Des hommes étaient nés pour le trône du monde;
Huit siècles l'assuraient à leur race féconde.
Dieu veut! soudain, aux yeux de cent peuples surpris,
Les uns sont égorgés, les autres en partage
Portent, au lieu de sceptre, un bâton de voyage.

...............
...............

Au milieu des tombeaux qu'environnait la nuit,
Ainsi je méditais, par leur silence instruit.
Les fils viennent ici se réunir aux pères,
Qu'ils n'y retrouvent plus, qu'ils y foulaient naguères,
Disais-je, quand l'éclat des premiers feux du jour
Par le chant des oiseaux ranima ce séjour.
Le soleil voit, du haut des voûtes éternelles,
Passer par des palais des familles nouvelles.
Familles et palais, il verra tout périr.
Il a vu mourir tout, tout renaître et mourir;
Sortir l'homme, produit par la cendre des hommes;
Et, lugubre flambeau du sépulcre où nous sommes,
Lui-même, à ce grand deuil fatigué d'avoir lui,
S'éteindra devant Dieu, comme nous devant lui!...»
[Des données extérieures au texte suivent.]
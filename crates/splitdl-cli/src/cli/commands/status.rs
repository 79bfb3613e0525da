//! `splitdl status` – print a resume record.

use anyhow::{Context, Result};
use splitdl_core::resume::{ResumeStore, RECORD_SUFFIX};
use splitdl_core::storage::{temp_path, TEMP_SUFFIX};
use std::path::{Path, PathBuf};

/// Resume-record path for whatever the user pointed at.
pub(crate) fn record_path(path: &Path) -> PathBuf {
    let s = path.to_string_lossy();
    if s.ends_with(RECORD_SUFFIX) {
        return path.to_path_buf();
    }
    if s.ends_with(TEMP_SUFFIX) {
        return ResumeStore::beside(path).path().to_path_buf();
    }
    ResumeStore::beside(&temp_path(path)).path().to_path_buf()
}

pub fn run_status(path: &Path) -> Result<()> {
    let store = ResumeStore::new(record_path(path));
    let record = store
        .load()
        .with_context(|| format!("read {}", store.path().display()))?;
    let Some(record) = record else {
        println!("No saved progress for {}.", path.display());
        return Ok(());
    };
    let done = record.bytes_done();
    let pct = if record.total_length == 0 {
        100.0
    } else {
        done as f64 * 100.0 / record.total_length as f64
    };
    println!("record:   {}", store.path().display());
    if let Some(resource) = &record.resource {
        println!("resource: {}", resource);
    }
    println!("progress: {} / {} bytes ({:.1}%)", done, record.total_length, pct);
    println!("{:<8} {:>14} {:>14} {:>14}", "STATE", "START", "END", "DONE");
    for r in &record.completed {
        println!("{:<8} {:>14} {:>14} {:>14}", "done", r.start, r.end, r.end - r.start);
    }
    for s in &record.incomplete {
        println!("{:<8} {:>14} {:>14} {:>14}", "partial", s.start, s.end, s.downloaded);
    }
    Ok(())
}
À ces élégies grecques, à ces vers sur le rétablissement du culte des aïeux, à ces méditations bibliques sur l'écroulement des Bourbons égorgés ou proscrits, à ces évocations au nouvel empire fondé, selon le poëte, par un homme suscité de Dieu, ne croit-on pas entendre un néophite de Fontanes, de Chateaubriand, dans ce jeune homme qui sera un jour l'ennemi du trône, la terreur du temple, le moqueur des Bourbons, l'Homère populaire de la Grande-Armée, le républicain, non du présent, mais de l'avenir?... On a beaucoup parlé de l'instabilité des choses humaines; mais l'instabilité de l'esprit humain, y a-t-on jamais fait assez d'attention? Et cette instabilité, comme on l'a trop dit, est-elle toujours mobilité, intérêt, faiblesse, apostasie dans les hommes pensants? Non, elle s'appelle aussi progrès dans les fortes têtes capables de contenir plus d'une idée pendant la durée d'une longue vie. Cette vie ne change-t-elle pas constamment le point de vue de l'homme et l'aspect des choses? Quand le navire qui vous porte vogue sur le fleuve, voyez-vous donc toujours le même rivage? Et quand le rivage mobile a changé en effet, est-ce donc un devoir stupide de soutenir que vous voyez toujours le même arbre ou la même masure devant vous? Non, ce n'est pas là devoir; c'est obstination ou cécité! Changer en mal, c'est faiblesse; changer en bien, c'est vertu. Béranger changea d'abord en mal, selon nous; puis il changea en bien; et c'est de ce dernier changement que nous parlons ici.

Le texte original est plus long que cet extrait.